IBy Mark LaCroix
love trees. Oh boy, I love trees. You can climb them, sit and read, write, woo ladies or play cards beneath them. You can build forts in them, follow cats up them, or just stare at them. Whatever you want. Just don’t chop them down unless you’ve got a damn good reason.
I’m not a tree-hugger per se, but when no one is looking, I’ve been known to sneak a quick wraparound on a bur oak, which for anyone who knows anything about oaks, is seriously the best oak there is. As I was saying, I believe in practical environmentalism, as opposed to the traditional and polarizing “Green Guilt” used by some modern environmentalists. An example of this kind of environmentalism would be, for instance, crying bloody murder at anyone who eats at McDonald’s, one of the top destroyers of the rainforest.
Whether or not you care to admit it, and even if you’ve never eaten at McDonald’s, you have been adversely impacting the world’s resources starting the second you were born. Of course, as a coconspirator in the murder of Earth, I have no right to point my finger at you or anyone else and shake it in a disapproving way. Unless you want to destroy the planet, you are not evil. Any filthy hippie who tells you otherwise may have his or her filthy hippie heart in the right place, but is sadly mistaken. Truthfully, saving the earth is boring, unglamorous and fruitless work. Just as well, there really isn’t much anyone can do to stop the wanton screwing of Mother Nature.
However, we can slow it down a bit. Little things matter. Recycle, especially if it isn’t any fun. Talk to politicians; tell them to weigh the long-term interests of the human race over the short-term interest in capital gains, etc.
But for goodness’ sake, drive your cars less, because you could fill the Mississippi River with polystyrene and still cause less damage than you do driving to work everyday, even if your car is Japanese.

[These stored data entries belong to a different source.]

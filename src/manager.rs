//! Feature flag manager - main entry point for flag evaluation.
//!
//! The manager reads through a TTL cache to the [`FlagStore`], keeps the cache
//! warm from a [`ChangeFeed`], and fans changes out to local subscribers.
//!
//! # Lifecycle
//!
//! ```text
//! new() ──► [serving] ──start(feed)──► [serving + feed task] ──cleanup()──► [closed]
//! ```
//!
//! `new` performs no I/O. Queries work before `start`; the cache then relies on
//! TTL expiry and local invalidation alone.
//!
//! # Failure policy
//!
//! Every store failure is absorbed here. Reads degrade to "absent", evaluation
//! to `reason: error` (feature off), and mutations to a failed
//! [`MutationOutcome`]. Development mode is the one fail-open path.
//! Panics from the store or a metrics hook during evaluation, and from
//! subscriber callbacks, are caught and logged.

use crate::cache::{CacheStats, FlagCache};
use crate::config::ManagerConfig;
use crate::error::{Error, Result};
use crate::feed::{ChangeEvent, ChangeFeed};
use crate::mode::{DevDefaults, Mode};
use crate::observability::{FlagMetrics, NoOpMetrics};
use crate::record::{FlagPatch, FlagRecord};
use crate::rollout::RolloutEvaluator;
use crate::store::FlagStore;
use dashmap::DashMap;
use futures::{FutureExt, StreamExt};
use serde::Serialize;
use std::any::Any;
use std::collections::HashMap;
use std::panic::AssertUnwindSafe;
use std::sync::atomic::{AtomicBool, AtomicU64, Ordering};
use std::sync::{Arc, Mutex, PoisonError, Weak};
use std::time::{Duration, Instant};
use tokio::task::JoinHandle;

/// Every cached flag record, keyed by name.
pub type FlagSnapshot = HashMap<String, FlagRecord>;

type Callback = Arc<dyn Fn(&FlagSnapshot) + Send + Sync>;

/// Why an evaluation came out the way it did.
#[derive(Clone, Copy, Debug, PartialEq, Eq, Serialize)]
#[serde(rename_all = "snake_case")]
pub enum EvaluationReason {
    /// Flag on and this caller is inside the rollout.
    Enabled,
    /// Master switch off.
    Disabled,
    /// Flag on, but this caller fell outside the rollout.
    Rollout,
    NotFound,
    /// The store could not be read.
    Error,
}
//! Shared flag service for web applications.
//!
//! Wraps a [`FeatureFlagManager`] in `Arc` so handlers, middleware and
//! background jobs can hold the same instance (one cache, one feed
//! subscription per process) without a global.

use crate::config::ManagerConfig;
use crate::error::Result;
use crate::feed::ChangeFeed;
use crate::manager::FeatureFlagManager;
use crate::store::FlagStore;
use std::ops::Deref;
use std::sync::Arc;

/// Cloneable handle to a single [`FeatureFlagManager`].
///
/// # Example
///
/// ```ignore
/// use flag_kit::{FlagService, ManagerConfig};
///
/// // At startup
/// let flags = FlagService::start(PgFlagStore::new(pool), &realtime, ManagerConfig::default())?;
///
/// // In your app state
/// pub struct AppState {
///     flags: FlagService<PgFlagStore>,
/// }
///
/// // In a handler
/// if state.flags.is_enabled("new_checkout", Some(&user.id)).await {
///     // ...
/// }
/// ```
pub struct FlagService<S: FlagStore> {
    manager: Arc<FeatureFlagManager<S>>,
}

impl<S: FlagStore> Clone for FlagService<S> {
    fn clone(&self) -> Self {
        FlagService {
            manager: Arc::clone(&self.manager),
        }
    }
}

impl<S: FlagStore> FlagService<S> {
    /// Wrap an existing manager (started or not).
    pub fn new(manager: FeatureFlagManager<S>) -> Self {
        FlagService {
            manager: Arc::new(manager),
        }
    }

    /// Build a manager, subscribe it to `feed`, and wrap it.
    ///
    /// # Errors
    ///
    /// Same as [`FeatureFlagManager::start`].
    pub fn start<F: ChangeFeed + ?Sized>(store: S, feed: &F, config: ManagerConfig) -> Result<Self> {
        let manager = FeatureFlagManager::new(store, config);
        manager.start(feed)?;
        Ok(Self::new(manager))
    }

    /// Boolean shortcut over [`FeatureFlagManager::is_feature_enabled`].
    pub async fn is_enabled(&self, name: &str, user_id: Option<&str>) -> bool {
        self.manager.is_feature_enabled(name, user_id).await.is_enabled
    }

    pub fn manager(&self) -> &FeatureFlagManager<S> {
        &self.manager
    }
}

impl<S: FlagStore> Deref for FlagService<S> {
    type Target = FeatureFlagManager<S>;

    fn deref(&self) -> &Self::Target {
        &self.manager
    }
}

#[cfg(all(test, feature = "inmemory"))]
mod tests {
    use super::*;
    use crate::feed::{ChangeEvent, InMemoryChangeFeed};
    use crate::record::FlagRecord;
    use crate::store::InMemoryFlagStore;

    #[tokio::test]
    async fn test_service_start() {
        let feed = InMemoryChangeFeed::new();
        let service = FlagService::start(InMemoryFlagStore::new(), &feed, ManagerConfig::default())
            .expect("Failed to start");

        assert!(service.is_running());
        assert_eq!(feed.subscriber_count(), 1);
    }

    #[test]
    fn test_service_clone() {
        let manager = FeatureFlagManager::new(InMemoryFlagStore::new(), ManagerConfig::default());
        let service1 = FlagService::new(manager);
        let service2 = service1.clone();

        // Both handles share the same manager
        assert!(Arc::ptr_eq(&service1.manager, &service2.manager));
    }

    #[tokio::test]
    async fn test_service_is_enabled() {
        let store = InMemoryFlagStore::new();
        store.put(FlagRecord::new("everyone", true, 100));
        store.put(FlagRecord::new("nobody", false, 100));
        let service = FlagService::new(FeatureFlagManager::new(store, ManagerConfig::default()));

        assert!(service.is_enabled("everyone", Some("u1")).await);
        assert!(!service.is_enabled("nobody", Some("u1")).await);
        assert!(!service.is_enabled("unknown", None).await);
    }

    #[tokio::test]
    async fn test_service_thread_safety() {
        let store = InMemoryFlagStore::new();
        store.put(FlagRecord::new("everyone", true, 100));
        let service = FlagService::new(FeatureFlagManager::new(store, ManagerConfig::default()));

        let mut handles = vec![];
        for i in 0..5 {
            let service = service.clone();
            handles.push(tokio::spawn(async move {
                let user = format!("user-{}", i);
                assert!(service.is_enabled("everyone", Some(&user)).await);
            }));
        }

        for handle in handles {
            handle.await.expect("Task failed");
        }
    }

    #[tokio::test]
    async fn test_clones_see_same_cache() {
        let service = FlagService::new(FeatureFlagManager::new(
            InMemoryFlagStore::new(),
            ManagerConfig::default(),
        ));
        let other = service.clone();

        service.apply_change(ChangeEvent::Inserted(FlagRecord::new("pushed", true, 100)));
        assert!(other.manager().get_flag("pushed").await.is_some());
    }
}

For the first 16 years of my life, I lived within the confines of my neighborhood, as I’m sure most of my fellow suburbanites did. This type of life was difficult for a worldly youngster such as me. I had a bike, but a bike has no power, no confidence, no range. I longed for an existence beyond the local movie theater and Target store. So when the magical day came and I received my driver’s license, I did what I was supposed to do, what I most wanted to. What I was destined to do.
I drove.
Highways, driveways – always, I drove. In my car, I could be anywhere I could conceivably care to be in less than an hour, independent of the schedules or whims of others. It was as if I was a whole new entity. A two-legged caterpillar I was, a four-cylinder butterfly I became. I had the power. I even named my car, but then again, who didn’t? Then, the trouble began. In my junior year of high school, I enrolled in “The School of Environmental Studies,” or “the zoo school,” as it is commonly known. If you haven’t heard of it, SES is a high school with only 400 students who get to learn outside, climb trees and frolic without hall passes. These simple tweaks on the typical high school formula create an environment where everyone comes to school because they want to. Everyone would love it, even if they don’t like to hug trees.
After one full year of the rocket-propelled goodness my life had become, a sort of awareness set in. It had nothing to do with knowledge, for we all know how horrible and inherently evil the internal combustion engine is. The thing keeping us from awareness of our own knowledge is that little gnome behind our eyes pulling the curtains down.
While I was busy learning and having a fabulous time at zoo school, the “elf of responsible transportation practices” crept in through the side door of my head and murdered my “gnome of advantageous disregard for everything.” The problem was that I still lived in the suburbs, where every building is an island and no one knows how to swim. So instead of biking five miles to school and 15 miles to work, I just drove and felt guilty about it.
No more!
Fully integrated into a dense urban area with plentiful sidewalks, interesting things to look at and many buses, I have been liberated from my arcane mobile prison. Having been a motorist for three years is plenty.
It wasn’t just the guilt of killing trees, either. Toward the end, I began to really hate the actual act of driving. It made me anxious and irritable. I felt profane.
As soon as I got to campus, I couldn’t wait to go everywhere on my bike. On it, there would be nothing out of my environmentally-friendly reach. Of course, my bike pedal promptly fell off and became mangled beyond repair minutes into my maiden voyage. But still, very little could make me happier than to walk from the Rarig Center to the Gateway alumni center and back all day. The only thing I love as much as trees just might be my feet. To those of you out there who do ride your bike or walk everywhere – even if it’s only out of necessity – you rock. Take advantage of it, appreciate it. Be happy.
For those of you who cannot escape from motor city, go find my filthy hippie friend Ben. He’ll tell you all about it.